Function to generate samaccountname in PowerShell - powershell

I am trying to write a PS function that can generate SamAccountName in a specific way, I have found another question here but it is not similar to what i'm trying to do.
I need the SamAccountName to be generated like this:
UNIT + initial_of_firstName + initial_of_lastName
for example employee Jane Doe in unit FLN could have FLNjd as SamAccountName, and the function should check if that ID is taken by another user and if true then SamAccountName should be:
UNIT + initial_of_firstName + first_two_initials_of_lastName such as FLNjdo
and if that is also taken then SamAccountName should be:
UNIT + first_two_initials_of_firstName + first_two_initials_of_lastName such as FLNjado
and if that is also taken then SamAccountName should be:
UNIT + first_two_initials_of_firstName + first_two_initials_of_lastName + 1 such as FLNjado1
and from here it starts adding numbers 2, 3, 4.... as long as the function finds that the ID exists.
I only managed to extract the initials needed:
$first_of_fname = ($_.Fname).Substring(0,1).ToLower()
$first_of_lname = ($_.Lname).Substring(0,1).ToLower()
$FirstandSecond_of_fname = ($_.Fname).Substring(0,2).ToLower()
$FirstandSecond_of_lname = ($_.Lname).Substring(0,2).ToLower()
I need now to know how to generate the the SamAccountName in the above form and order.
ANy help will be very much appreciated.

You can do the following:
Function Get-SamAccountName {
Param(
[Parameter(Position=0,ValueFromPipelineByPropertyName)]
$Unit,
[Parameter(Position=1,ValueFromPipelineByPropertyName)]
$First,
[Parameter(Position=2,ValueFromPipelineByPropertyName)]
$Last
)
$fcount = 1
$lcount = 1
$inc = 1
$Sam = "{0}{1}{2}" -f $unit,$first.substring(0,$fcount).ToLower(),$last.substring(0,$lcount++).ToLower()
while (Get-AdUser -Filter "SamAccountName -eq '$Sam'") {
if ($fcount -le 2) {
$Sam = "{0}{1}{2}" -f $unit,$first.substring(0,$fcount++).ToLower(),$last.substring(0,$lcount).ToLower()
} else {
$Sam = "{0}{1}{2}{3}" -f $unit,$first.substring(0,2).ToLower(),$last.substring(0,2).ToLower(),$inc++
}
}
$Sam
}
Usage Option 1: Using Named Parameters
Get-SamAccountName -Unit 'FLN' -First 'Sam' -Last 'Wise'
Usage Option 2: Using positional parameters (unnamed)
Get-SamAccountName 'FLN' 'Sam' 'Wise'
Usage Option 3: Having A Text List Of Units and Names
$users = Get-Content users.txt
$users
FLN,Sam,Wise
HRS,John,Doe
COM,Jane,Doe
$users | ConvertFrom-Csv -Header 'Unit','First','Last' | Foreach {
$_ | Get-SamAccountName
}
The pipe to ConvertFrom-Csv can be skipped here if your file is already a CSV with the proper headers.
Explanation:
The function returns a string that represents an available SamAccountName value.
$fcount is the first name character count that we want to retrieve. $lcount is the last name character count that we want to retrieve. $inc is the number we want to append to the username if needed.
$var++ notation increments the $var value by one after its line is executed.
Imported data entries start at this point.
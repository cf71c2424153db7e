use serde::Serialize;
use serde_json::{Map, Value};

use crate::cli::OutputFormat;
use crate::ui;

pub mod table;

/// Render a serializable response to a string in the requested format.
pub fn render<T: Serialize>(value: &T, format: OutputFormat) -> anyhow::Result<String> {
    match format {
        OutputFormat::Json => Ok(serde_json::to_string_pretty(value)?),
        OutputFormat::Table => Ok(render_table(serde_json::to_value(value)?)),
        OutputFormat::Raw => Ok(serde_json::to_string(value)?),
    }
}

/// Print a serializable response in the requested format.
pub fn output<T: Serialize>(value: &T, format: OutputFormat) -> anyhow::Result<()> {
    let rendered = render(value, format)?;
    println!("{rendered}");
    Ok(())
}

fn table_options() -> table::TableOptions {
    let prefs = ui::prefs();
    table::TableOptions {
        max_width: prefs.term_width,
        color: prefs.table_color,
    }
}

fn render_table(value: Value) -> String {
    match value {
        Value::Array(items) => render_array_table(&items),
        Value::Object(map) => match single_list(&map) {
            Some(items) => render_array_table(items),
            None => render_object_table(map),
        },
        scalar => table::render_entity_table(&["value"], &[vec![value_to_cell(&scalar)]], table_options()),
    }
}

/// `{"documents": [...]}` style envelopes render as their list.
fn single_list(map: &Map<String, Value>) -> Option<&Vec<Value>> {
    let mut lists = map.values().filter_map(Value::as_array);
    let list = lists.next()?;
    (lists.next().is_none() && map.len() == 1).then_some(list)
}

fn render_object_table(map: Map<String, Value>) -> String {
    let rows = map
        .into_iter()
        .map(|(key, value)| vec![key, value_to_cell(&value)])
        .collect::<Vec<_>>();
    table::render_entity_table(&["field", "value"], &rows, table_options())
}

fn render_array_table(items: &[Value]) -> String {
    if items.is_empty() {
        return String::from("(no rows)");
    }

    if !items.iter().all(Value::is_object) {
        let rows = items
            .iter()
            .map(|item| vec![value_to_cell(item)])
            .collect::<Vec<_>>();
        return table::render_entity_table(&["value"], &rows, table_options());
    }

    // Union of keys across rows, in first-seen order.
    let mut headers = Vec::<&str>::new();
    for map in items.iter().filter_map(Value::as_object) {
        for key in map.keys() {
            if !headers.contains(&key.as_str()) {
                headers.push(key);
            }
        }
    }
    if headers.is_empty() {
        return String::from("(no columns)");
    }

    let rows = items
        .iter()
        .filter_map(Value::as_object)
        .map(|map| {
            headers
                .iter()
                .map(|header| map.get(*header).map_or_else(|| String::from("-"), value_to_cell))
                .collect::<Vec<_>>()
        })
        .collect::<Vec<_>>();

    table::render_entity_table(&headers, &rows, table_options())
}

fn value_to_cell(value: &Value) -> String {
    match value {
        Value::Null => String::from("-"),
        Value::Bool(v) => v.to_string(),
        Value::Number(v) => v.to_string(),
        Value::String(v) => v.clone(),
        other => serde_json::to_string(other).unwrap_or_else(|_| String::from("<invalid-json>")),
    }
}

#[cfg(test)]
mod tests {
    use serde::Serialize;
    use serde_json::json;

    use super::render;
    use crate::cli::OutputFormat;

    #[derive(Serialize)]
    struct Example {
        id: &'static str,
        pages: u32,
    }

    #[test]
    fn json_render_is_valid_json() {
        let value = Example { id: "doc-1", pages: 7 };
        let out = render(&value, OutputFormat::Json).expect("json render should work");
        let parsed: serde_json::Value = serde_json::from_str(&out).expect("json should parse");
        assert_eq!(parsed["id"], "doc-1");
        assert_eq!(parsed["pages"], 7);
    }

    #[test]
    fn raw_render_is_single_line_json() {
        let value = Example { id: "doc-1", pages: 7 };
        let out = render(&value, OutputFormat::Raw).expect("raw render should work");
        assert!(!out.contains('\n'));
    }

    #[test]
    fn object_renders_as_field_value_table() {
        let value = Example { id: "doc-1", pages: 7 };
        let out = render(&value, OutputFormat::Table).expect("table render should work");
        assert!(out.lines().next().is_some_and(|line| line.starts_with("field")));
        assert!(out.contains("doc-1"));
    }

    #[test]
    fn list_envelope_renders_rows() {
        let value = json!({
            "documents": [
                {"id": "doc-1", "title": "FIR 101/2025", "processing_status": "ready"},
                {"id": "doc-2", "title": "FIR 7/2025", "processing_status": "error"},
            ]
        });
        let out = render(&value, OutputFormat::Table).expect("table render should work");
        let header = out.lines().next().expect("header line");
        let id_pos = header.find("id").expect("id column");
        let title_pos = header.find("title").expect("title column");
        assert!(id_pos < title_pos);
        assert_eq!(out.lines().count(), 4);
    }

    #[test]
    fn empty_list_has_placeholder() {
        let out = render(&json!([]), OutputFormat::Table).expect("table render should work");
        assert_eq!(out, "(no rows)");
    }
}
The timing of $fcount++ and $lcount++ allows us to retrieve (1,1),(1,2),(2,2) characters from (first,last) while minimizing code. $inc++ will increment after the current $inc value is retrieved.
-f is the string format operator.
The while loop will only execute if the current created SamAccountName value is found.
Note: The code shortening complexity may or may not be worth it. It does not gain much from a performance perspective, but I do feel code complexity on this level is merely relative.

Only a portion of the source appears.